New year,
new you and all that guff.
It’s horribly
predictable and not a little nauseating to see just how many newspaper features/online
articles/advertising campaigns/shop fronts have the ‘new you’ mantra as their
theme.
As if
we’re all so utterly, unforgivably rubbish that we have to dramatically sweep
away the person we were (low-key, overly sentimental, rather full of chocolate
and gin) to suddenly become a shiny bright (and by inference, better) version of ourselves with
leotards! And trainers! And fabulous hair!*
Of course
it’s all just manufactured to make us a) feel rubbish about ourselves so we b)
spend lots of cash on moisturiser/quinoa/gym membership then end up c) feeling
briefly and insufferably smug about it all.
But broken down by mid-January, this combination actually only equates to feeling
a) shit + b) skint + c) sick - which is not the way I want to start a new year.
Because
what if we quite like the old us actually?
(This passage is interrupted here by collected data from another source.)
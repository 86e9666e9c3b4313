//! Landmark feed reader
//!
//! Reads detector output as JSON lines from stdin or a file on a dedicated
//! thread and forwards one [`Frame`] per line to the decision engine.
//! Closing the channel signals end-of-stream.
//!
//! Lines without a timestamp are stamped by a [`FrameClock`]: live sources use
//! arrival time, file replays advance by one frame period per line.

use std::fs::File;
use std::io::{self, BufRead, BufReader};
use std::path::PathBuf;
use std::sync::atomic::{AtomicBool, Ordering};
use std::sync::Arc;
use std::thread;
use std::time::Instant;

use tokio::sync::mpsc;
use tracing::{debug, error, info, warn};

use crate::config::FeedSource;

use super::snapshot::{DetectorFrame, Frame, LandmarkSnapshot};

/// Reads the landmark feed and forwards frames to the engine
pub struct FeedReader {
    frame_tx: mpsc::Sender<Frame>,
    source: FeedSource,
    frame_size: (u32, u32),
    frame_rate: f64,
    running: Arc<AtomicBool>,
}

impl FeedReader {
    /// Create a new feed reader
    pub fn new(
        frame_tx: mpsc::Sender<Frame>,
        source: FeedSource,
        frame_size: (u32, u32),
        frame_rate: f64,
    ) -> Self {
        Self {
            frame_tx,
            source,
            frame_size,
            frame_rate,
            running: Arc::new(AtomicBool::new(false)),
        }
    }

    /// Start reading on a dedicated thread
    ///
    /// The thread runs until the source reaches end-of-file, the engine
    /// drops its receiver, or `stop()` is called.
    pub fn start(&self) -> Result<(), FeedError> {
        if self.running.swap(true, Ordering::SeqCst) {
            return Err(FeedError::AlreadyRunning);
        }

        let reader: Box<dyn BufRead + Send> = match &self.source {
            FeedSource::Stdin => Box::new(BufReader::new(io::stdin())),
            FeedSource::File(path) => {
                let file = File::open(path).map_err(|source| {
                    self.running.store(false, Ordering::SeqCst);
                    FeedError::Open { path: path.clone(), source }
                })?;
                Box::new(BufReader::new(file))
            }
        };

        let frame_tx = self.frame_tx.clone();
        let running = Arc::clone(&self.running);
        let frame_size = self.frame_size;
        let clock = match &self.source {
            FeedSource::Stdin => FrameClock::live(),
            FeedSource::File(_) => FrameClock::replay(self.frame_rate),
        };

        thread::Builder::new()
            .name("landmark-feed".to_string())
            .spawn(move || {
                info!("landmark feed thread started");

                match read_frames(reader, &frame_tx, &running, frame_size, clock) {
                    Ok(count) => info!(frames = count, "landmark feed reached end of stream"),
                    Err(e) => error!(?e, "landmark feed error"),
                }

                running.store(false, Ordering::SeqCst);
                info!("landmark feed thread stopped");
            })
            .map_err(|e| {
                self.running.store(false, Ordering::SeqCst);
                FeedError::ThreadSpawn(e.to_string())
            })?;

        Ok(())
    }

    /// Stop the reader after the line currently being read
    pub fn stop(&self) {
        self.running.store(false, Ordering::SeqCst);
    }

    /// Check if the reader is currently running
    #[cfg(test)]
    pub fn is_running(&self) -> bool {
        self.running.load(Ordering::SeqCst)
    }
}

/// Errors that can occur in the feed reader
#[derive(Debug, thiserror::Error)]
pub enum FeedError {
    #[error("landmark feed is already running")]
    AlreadyRunning,

    #[error("failed to open landmark feed {path:?}: {source}")]
    Open {
        path: PathBuf,
        #[source]
        source: io::Error,
    },

    #[error("failed to read landmark feed: {0}")]
    Read(#[from] io::Error),

    #[error("failed to spawn feed thread: {0}")]
    ThreadSpawn(String),
}

/// Timestamps for frames the detector did not stamp
///
/// Output never goes backwards: a stamp earlier than the previous frame is
/// raised to it.
#[derive(Debug)]
pub struct FrameClock {
    mode: ClockMode,
    last: Option<f64>,
    warned: bool,
}

#[derive(Debug)]
enum ClockMode {
    /// Seconds since the reader started
    Live(Instant),
    /// One frame period after the previous frame
    Replay { period: f64 },
}

impl FrameClock {
    pub fn live() -> Self {
        Self {
            mode: ClockMode::Live(Instant::now()),
            last: None,
            warned: false,
        }
    }

    pub fn replay(frame_rate: f64) -> Self {
        Self {
            mode: ClockMode::Replay { period: 1.0 / frame_rate },
            last: None,
            warned: false,
        }
    }

    /// Timestamp for a frame, given what the detector reported
    pub fn stamp(&mut self, reported: Option<f64>) -> f64 {
        let timestamp = match (reported, &self.mode) {
            (Some(t), _) => t,
            (None, ClockMode::Live(start)) => start.elapsed().as_secs_f64(),
            (None, ClockMode::Replay { period }) => {
                if !self.warned {
                    warn!(period = *period, "replayed frames carry no timestamp, assuming a fixed frame rate");
                    self.warned = true;
                }
                self.last.map_or(0.0, |last| last + *period)
            }
        };

        let timestamp = match self.last {
            Some(last) if timestamp < last => {
                debug!(timestamp, last, "non-monotonic frame timestamp clamped");
                last
            }
            _ => timestamp,
        };
        self.last = Some(timestamp);
        timestamp
    }
}

/// Parse one feed line into a frame
fn parse_line(
    line: &str,
    frame_size: (u32, u32),
    clock: &mut FrameClock,
) -> Result<Frame, serde_json::Error> {
    let detector: DetectorFrame = serde_json::from_str(line)?;
    let timestamp = clock.stamp(detector.timestamp);

    Ok(Frame {
        timestamp,
        snapshot: LandmarkSnapshot::from_detector(&detector),
        width: detector.frame_width.unwrap_or(frame_size.0),
        height: detector.frame_height.unwrap_or(frame_size.1),
    })
}

/// Forward every parseable line; returns the number of frames sent
fn read_frames<R: BufRead>(
    reader: R,
    frame_tx: &mpsc::Sender<Frame>,
    running: &AtomicBool,
    frame_size: (u32, u32),
    mut clock: FrameClock,
) -> Result<u64, FeedError> {
    let mut sent = 0;

    for line in reader.lines() {
        if !running.load(Ordering::SeqCst) {
            debug!("landmark feed stopped");
            break;
        }

        let line = line?;
        let line = line.trim();
        if line.is_empty() {
            continue;
        }

        let frame = match parse_line(line, frame_size, &mut clock) {
            Ok(frame) => frame,
            Err(e) => {
                // Malformed detector output is treated as a dropped frame
                warn!(%e, "skipping malformed landmark frame");
                continue;
            }
        };

        if frame_tx.blocking_send(frame).is_err() {
            warn!("failed to send landmark frame - channel closed?");
            break;
        }
        sent += 1;
    }

    Ok(sent)
}
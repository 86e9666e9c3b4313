//! Playlist loading from a music folder

use std::path::{Path, PathBuf};

use anyhow::{Context, Result};

/// Extensions picked up by the folder scan (compared case-insensitively)
pub const TRACK_EXTENSIONS: [&str; 3] = ["mp3", "wav", "ogg"];

/// Ordered track list, fixed for the session
#[derive(Debug, Clone, Default, PartialEq, Eq)]
pub struct Playlist {
    tracks: Vec<PathBuf>,
}

impl Playlist {
    pub fn new(tracks: Vec<PathBuf>) -> Self {
        Self { tracks }
    }

    /// Scan `folder` for audio files, sorted by path
    pub fn load(folder: &Path) -> Result<Self> {
        let entries = std::fs::read_dir(folder)
            .with_context(|| format!("failed to read music folder {}", folder.display()))?;

        let mut tracks = Vec::new();
        for entry in entries {
            let path = entry?.path();
            if path.is_file() && is_track(&path) {
                tracks.push(path);
            }
        }
        tracks.sort();

        Ok(Self { tracks })
    }

    pub fn len(&self) -> usize {
        self.tracks.len()
    }

    pub fn is_empty(&self) -> bool {
        self.tracks.is_empty()
    }

    pub fn path(&self, index: usize) -> Option<&Path> {
        self.tracks.get(index).map(PathBuf::as_path)
    }

    /// File name of the track at `index`
    pub fn name(&self, index: usize) -> Option<String> {
        self.path(index).map(track_name)
    }

    pub fn names(&self) -> Vec<String> {
        self.tracks.iter().map(|p| track_name(p)).collect()
    }
}

fn is_track(path: &Path) -> bool {
    path.extension()
        .and_then(|e| e.to_str())
        .map(|e| TRACK_EXTENSIONS.iter().any(|t| e.eq_ignore_ascii_case(t)))
        .unwrap_or(false)
}

fn track_name(path: &Path) -> String {
    path.file_name()
        .map(|n| n.to_string_lossy().into_owned())
        .unwrap_or_default()
}
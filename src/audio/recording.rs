//! Test backend that records every call

use std::path::{Path, PathBuf};

use super::{AudioBackend, AudioError};

#[derive(Debug, Clone, PartialEq)]
pub enum Call {
    Load(PathBuf),
    Play(f64),
    Pause,
    Unpause,
    Stop,
    SetVolume(f64),
}

#[derive(Debug)]
pub struct RecordingBackend {
    pub calls: Vec<Call>,
    pub volume: f64,
    /// When set, every `play` with a non-zero offset fails
    pub fail_seek: bool,
}

impl RecordingBackend {
    pub fn new() -> Self {
        Self {
            calls: Vec::new(),
            volume: 1.0,
            fail_seek: false,
        }
    }

    pub fn count(&self, pred: impl Fn(&Call) -> bool) -> usize {
        self.calls.iter().filter(|c| pred(c)).count()
    }
}

impl AudioBackend for RecordingBackend {
    fn load(&mut self, path: &Path) -> Result<(), AudioError> {
        self.calls.push(Call::Load(path.to_owned()));
        Ok(())
    }

    fn play(&mut self, start_offset: f64) -> Result<(), AudioError> {
        self.calls.push(Call::Play(start_offset));
        if self.fail_seek && start_offset > 0.0 {
            return Err(AudioError::OffsetOutOfRange { offset: start_offset });
        }
        Ok(())
    }

    fn pause(&mut self) {
        self.calls.push(Call::Pause);
    }

    fn unpause(&mut self) {
        self.calls.push(Call::Unpause);
    }

    fn stop(&mut self) {
        self.calls.push(Call::Stop);
    }

    fn set_volume(&mut self, volume: f64) {
        self.calls.push(Call::SetVolume(volume));
        self.volume = volume.clamp(0.0, 1.0);
    }

    fn volume(&self) -> f64 {
        self.volume
    }
}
What if they’re familiar, slightly geeky and increasingly damaged but QUITE LOVELY THANK YOU?
What if we deal with a remarkable amount of testing times - MS or otherwise - and still manage to function
like a normal human being?
What if we’ve learned a lot about ourselves and realised that in the end, we’re
not that bad and are, in fact, quietly great?
And we don’t really want to make a new start because we’ve come quite a long way and somehow the start seems like something of a backward step?
And we don’t really want to make a new start because we’ve come quite a long way and somehow the start seems like something of a backward step?
Or am I
reading too much into this?
There are
of course, excellent examples of new year, new yous – amazing healthy
lifestyle transformations, people quitting jobs to follow their dreams, great
new projects that help and benefit people.
But I’d
just like to put in a little plea for people to remember that maybe they
don’t really need a totally new them.
Perhaps
all we might need is to just find the bits of the existing us that are
fabulous - the kindness, the humour, the strength, the thoughtfulness - and simply share them a bit more throughout the year.
Brand new year,
great old you; could become a thing.